Developer concern around AI has not softened as the technology has matured. It has intensified. Gibson’s observation here is striking: “That statistic of 52% of developers being concerned about the usage of AI, that’s gone up every year for the last three years. As AI tools and AI models and AI technology has become more prevalent, the lack of understanding and the concern has increased.”
This is counterintuitive only if you assume that familiarity breeds comfort. What it actually suggests is that as AI has moved from theoretical to practical, the stakes have felt more real. Concerns about job security, creative ownership, transparency, and who ultimately benefits from automation aren’t abstract positions to be managed. They’re legitimate questions that deserve genuine answers.

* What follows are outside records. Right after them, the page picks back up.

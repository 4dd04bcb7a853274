//! Per-example label and feature assembly.
//!
//! One raw JSONL record becomes an [`Example`]: the post text, the teacher's
//! soft probability vector, and the supervision target the loss trains
//! against. Records are allowed to be sparse; every missing field degrades to
//! a zero-signal default rather than an error.

use std::collections::HashMap;

use serde::Deserialize;

use crate::labels::{LABEL_KEYS, NUM_LABELS};

/// Raw record shape, one per JSONL line.
///
/// All fields below the top level are optional: an empty object is a valid
/// (if useless) record.
#[derive(Debug, Clone, Default, Deserialize)]
pub struct RawRecord {
    #[serde(default)]
    pub post: Post,
    #[serde(default)]
    pub teacher: TeacherOutput,
    /// Human-review labels, present only for reviewed examples.
    #[serde(default)]
    pub human_labels: Option<HashMap<String, bool>>,
}

#[derive(Debug, Clone, Default, Deserialize)]
pub struct Post {
    #[serde(default)]
    pub text: String,
}

#[derive(Debug, Clone, Default, Deserialize)]
pub struct TeacherOutput {
    /// Soft scores keyed by label name; missing labels default to 0.0.
    #[serde(default)]
    pub labels: HashMap<String, f64>,
}

/// One training/evaluation unit with all label vectors resolved against the
/// schema. Built once per record; stable across epochs.
#[derive(Debug, Clone)]
pub struct Example {
    pub text: String,
    /// Teacher soft probabilities, length [`NUM_LABELS`], entries in [0, 1].
    pub teacher_probs: Vec<f32>,
    /// BCE target: binary human labels when reviewed, else a copy of
    /// `teacher_probs`.
    pub supervision: Vec<f32>,
    human_positive: Vec<bool>,
    has_human_review: bool,
}

impl Example {
    /// Resolve a raw record against the label schema.
    ///
    /// Pure function of its input; never fails. A `human_labels` mapping that
    /// is present but empty counts as "no human review", matching the
    /// upstream data-collection convention.
    pub fn from_record(record: RawRecord) -> Self {
        let teacher_probs: Vec<f32> = LABEL_KEYS
            .iter()
            .map(|l| {
                // Teacher scores are probabilities; out-of-range upstream
                // values are clamped to keep the [0, 1] invariant.
                (record.teacher.labels.get(*l).copied().unwrap_or(0.0) as f32).clamp(0.0, 1.0)
            })
            .collect();

        let (human_positive, has_human_review) = match &record.human_labels {
            Some(m) if !m.is_empty() => (
                LABEL_KEYS
                    .iter()
                    .map(|l| m.get(*l).copied().unwrap_or(false))
                    .collect(),
                true,
            ),
            _ => (vec![false; NUM_LABELS], false),
        };

        let supervision: Vec<f32> = if has_human_review {
            human_positive
                .iter()
                .map(|&b| if b { 1.0 } else { 0.0 })
                .collect()
        } else {
            teacher_probs.clone()
        };

        Self {
            text: record.post.text,
            teacher_probs,
            supervision,
            human_positive,
            has_human_review,
        }
    }

    pub fn has_human_review(&self) -> bool {
        self.has_human_review
    }

    /// Discrete ground truth for metrics: label `i` is positive when a human
    /// marked it, otherwise when the teacher probability meets `threshold`.
    ///
    /// Unlike the supervision target this always thresholds the teacher
    /// score; the raw probability is never used as ground truth. The
    /// fallback is per label: a human review that marks a label false still
    /// lets the thresholded teacher probability decide for that label.
    pub fn ground_truth(&self, threshold: f32) -> Vec<bool> {
        (0..NUM_LABELS)
            .map(|i| self.human_positive[i] || self.teacher_probs[i] >= threshold)
            .collect()
    }
}

#[cfg(test)]
mod tests {
    use super::*;
    use crate::labels::label_index;

    fn parse(json: &str) -> Example {
        Example::from_record(serde_json::from_str(json).unwrap())
    }

    #[test]
    fn teacher_probs_default_to_zero() {
        let ex = parse(r#"{"post":{"text":"hi"}}"#);
        assert_eq!(ex.teacher_probs.len(), NUM_LABELS);
        assert!(ex.teacher_probs.iter().all(|&p| p == 0.0));
        assert_eq!(ex.text, "hi");
    }

    #[test]
    fn missing_text_defaults_to_empty() {
        let ex = parse(r#"{"teacher":{"labels":{"overall_cringe":0.5}}}"#);
        assert_eq!(ex.text, "");
        assert_eq!(ex.teacher_probs[NUM_LABELS - 1], 0.5);
    }

    #[test]
    fn teacher_probs_stay_in_unit_interval() {
        let ex = parse(r#"{"teacher":{"labels":{"humbleBragging":1.7,"engagementBait":-0.2}}}"#);
        assert!(ex.teacher_probs.iter().all(|&p| (0.0..=1.0).contains(&p)));
        assert_eq!(ex.teacher_probs[label_index("humbleBragging").unwrap()], 1.0);
        assert_eq!(ex.teacher_probs[label_index("engagementBait").unwrap()], 0.0);
    }

    #[test]
    fn without_human_labels_supervision_copies_teacher() {
        let ex = parse(
            r#"{"post":{"text":"Excited to announce my promotion!"},
                "teacher":{"labels":{"humbleBragging":0.9,"overall_cringe":0.8}}}"#,
        );
        assert!(!ex.has_human_review());
        assert_eq!(ex.supervision, ex.teacher_probs);
        assert_eq!(ex.teacher_probs[label_index("humbleBragging").unwrap()], 0.9);
        assert_eq!(ex.teacher_probs[label_index("overall_cringe").unwrap()], 0.8);
        let named = [
            label_index("humbleBragging").unwrap(),
            label_index("overall_cringe").unwrap(),
        ];
        for (i, &p) in ex.teacher_probs.iter().enumerate() {
            if !named.contains(&i) {
                assert_eq!(p, 0.0, "label {} should default to 0.0", LABEL_KEYS[i]);
            }
        }
    }

    #[test]
    fn with_human_labels_supervision_is_binary() {
        let ex = parse(
            r#"{"post":{"text":"Excited to announce my promotion!"},
                "teacher":{"labels":{"humbleBragging":0.9,"overall_cringe":0.8}},
                "human_labels":{"humbleBragging":true}}"#,
        );
        assert!(ex.has_human_review());
        let idx = label_index("humbleBragging").unwrap();
        for (i, &v) in ex.supervision.iter().enumerate() {
            if i == idx {
                assert_eq!(v, 1.0);
            } else {
                assert_eq!(v, 0.0);
            }
        }
        assert!(ex.supervision.iter().all(|&v| v == 0.0 || v == 1.0));
    }

    #[test]
    fn empty_human_mapping_counts_as_unreviewed() {
        let ex = parse(
            r#"{"teacher":{"labels":{"humbleBragging":0.4}},"human_labels":{}}"#,
        );
        assert!(!ex.has_human_review());
        assert_eq!(ex.supervision, ex.teacher_probs);
    }

    #[test]
    fn ground_truth_prefers_human_then_thresholds_teacher() {
        let ex = parse(
            r#"{"teacher":{"labels":{"humbleBragging":0.9,"excessiveEmojis":0.2}},
                "human_labels":{"engagementBait":true,"humbleBragging":false}}"#,
        );
        let gt = ex.ground_truth(0.5);
        // Human true wins outright.
        assert!(gt[label_index("engagementBait").unwrap()]);
        // Human false still falls back to the thresholded teacher score.
        assert!(gt[label_index("humbleBragging").unwrap()]);
        // Below-threshold teacher score with no human mark stays negative.
        assert!(!gt[label_index("excessiveEmojis").unwrap()]);
    }

    #[test]
    fn ground_truth_thresholds_teacher_when_unreviewed() {
        let ex = parse(r#"{"teacher":{"labels":{"overall_cringe":0.5}}}"#);
        let gt = ex.ground_truth(0.5);
        assert!(gt[label_index("overall_cringe").unwrap()]);
        assert!(!ex.ground_truth(0.51)[label_index("overall_cringe").unwrap()]);
    }
}
use std::path::PathBuf;

use anyhow::Context;
use clap::{Parser, Subcommand};
use tracing_subscriber::{fmt, prelude::*, EnvFilter};

mod commands;
mod config;

use config::load_config;

/// cringekd: knowledge-distillation trainer for the multi-label cringe
/// classifier
#[derive(Debug, Parser)]
#[command(name = "cringekd", version, about, long_about = None, arg_required_else_help = true)]
struct Cli {
    /// Path to a custom configuration file (TOML).
    #[arg(long, global = true, value_name = "FILE")]
    config: Option<PathBuf>,

    /// Log format: "pretty" (default) or "json".
    #[arg(long, global = true, default_value = "pretty", value_name = "FORMAT")]
    log_format: String,

    #[command(subcommand)]
    command: Commands,
}

#[derive(Debug, Subcommand)]
enum Commands {
    /// Distil the teacher's soft labels into a compact student classifier.
    ///
    /// Reads JSONL datasets where each line carries the post text, the
    /// teacher's per-label probabilities, and optional human-review labels.
    Train {
        /// Path to the train JSONL file.
        #[arg(long)]
        train: PathBuf,

        /// Path to the validation JSONL file.
        #[arg(long)]
        val: PathBuf,

        /// Directory with the base encoder (config.json, model.safetensors,
        /// tokenizer.json).
        #[arg(long, short = 'm')]
        model: PathBuf,

        /// Directory to save the trained model.
        #[arg(long, default_value = "./student_ckpt")]
        output: PathBuf,

        /// Maximum sequence length.
        #[arg(long)]
        max_length: Option<usize>,

        /// Examples per training batch.
        #[arg(long)]
        batch_size: Option<usize>,

        /// Number of epochs.
        #[arg(long)]
        epochs: Option<usize>,

        /// AdamW learning rate.
        #[arg(long)]
        learning_rate: Option<f64>,

        /// KD temperature.
        #[arg(long)]
        temperature: Option<f64>,

        /// Weight for the KL component.
        #[arg(long)]
        alpha_kl: Option<f64>,

        /// Weight for the hard-label BCE component (used when human labels
        /// are available).
        #[arg(long)]
        alpha_ce: Option<f64>,

        /// Threshold for metrics reporting.
        #[arg(long)]
        positive_threshold: Option<f32>,

        /// Random seed.
        #[arg(long)]
        seed: Option<u64>,

        /// Prefer GPU acceleration (CUDA/Metal).
        #[arg(long)]
        gpu: bool,
    },

    /// Evaluate a trained checkpoint on a labelled JSONL dataset.
    Eval {
        /// Directory with the trained model (as written by `train`).
        #[arg(long, short = 'm')]
        model: PathBuf,

        /// Path to the evaluation JSONL file.
        #[arg(long)]
        data: PathBuf,

        /// Where to write eval_metrics.json. Defaults to the model directory.
        #[arg(long)]
        output: Option<PathBuf>,

        /// Maximum sequence length.
        #[arg(long)]
        max_length: Option<usize>,

        /// Examples per inference batch.
        #[arg(long)]
        batch_size: Option<usize>,

        /// Threshold for metrics reporting.
        #[arg(long)]
        positive_threshold: Option<f32>,

        /// Prefer GPU acceleration (CUDA/Metal).
        #[arg(long)]
        gpu: bool,
    },
}

fn main() -> anyhow::Result<()> {
    let cli = Cli::parse();

    init_tracing(&cli.log_format);

    let cfg = load_config(cli.config.as_ref()).context("Failed to load configuration")?;

    match cli.command {
        Commands::Train {
            train,
            val,
            model,
            output,
            max_length,
            batch_size,
            epochs,
            learning_rate,
            temperature,
            alpha_kl,
            alpha_ce,
            positive_threshold,
            seed,
            gpu,
        } => {
            let args = commands::train::TrainArgs {
                train,
                val,
                model,
                output,
                max_length,
                batch_size,
                epochs,
                learning_rate,
                temperature,
                alpha_kl,
                alpha_ce,
                positive_threshold,
                seed,
                gpu,
            };
            commands::train::run(args, &cfg)?;
        }
        Commands::Eval {
            model,
            data,
            output,
            max_length,
            batch_size,
            positive_threshold,
            gpu,
        } => {
            commands::eval::run(
                &model,
                &data,
                output.as_deref(),
                max_length,
                batch_size,
                positive_threshold,
                gpu,
                &cfg,
            )?;
        }
    }

    Ok(())
}

fn init_tracing(log_format: &str) {
    let env_filter = EnvFilter::try_from_default_env().unwrap_or_else(|_| EnvFilter::new("info"));

    let registry = tracing_subscriber::registry().with(env_filter);

    if log_format == "json" {
        registry.with(fmt::layer().json()).init();
    } else {
        registry.with(fmt::layer().pretty()).init();
    }
}
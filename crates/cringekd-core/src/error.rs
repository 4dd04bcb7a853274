use std::path::PathBuf;

use thiserror::Error;

#[derive(Debug, Error)]
pub enum CoreError {
    #[error("Candle error: {0}")]
    Candle(#[from] candle_core::Error),

    #[error("Tokenizer error: {0}")]
    Tokenizer(String),

    #[error("IO error: {0}")]
    Io(#[from] std::io::Error),

    /// A line in an input file was not valid JSON. Aborts the run: there is
    /// no partial-skip policy for malformed data.
    #[error("Invalid JSON at {path}:{line}: {source}")]
    DataFormat {
        path: PathBuf,
        line: usize,
        source: serde_json::Error,
    },

    #[error("JSON error: {0}")]
    Json(#[from] serde_json::Error),

    #[error("Config error: {field}: {reason}")]
    Config { field: String, reason: String },

    #[error("Device not available: {0}")]
    DeviceUnavailable(String),
}

pub type CoreResult<T> = Result<T, CoreError>;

Studios that treat developer unease as friction to be overcome will not build the internal trust that sustainable AI adoption requires. Studios that treat it as a useful signal will.
The Harder, Quieter Work
The games industry doesn’t lack for AI enthusiasm, and it doesn’t need more of it. What it needs is the less exciting stuff: governance frameworks, honest impact measurement, clearly defined problems, and leaders willing to say “we’re not ready for this yet” rather than reaching for a tool because the moment feels right.
Gibson’s “chaos phase” is real. And it has a cure, but it isn’t more experimentation.
It’s asking better questions before you open the demo.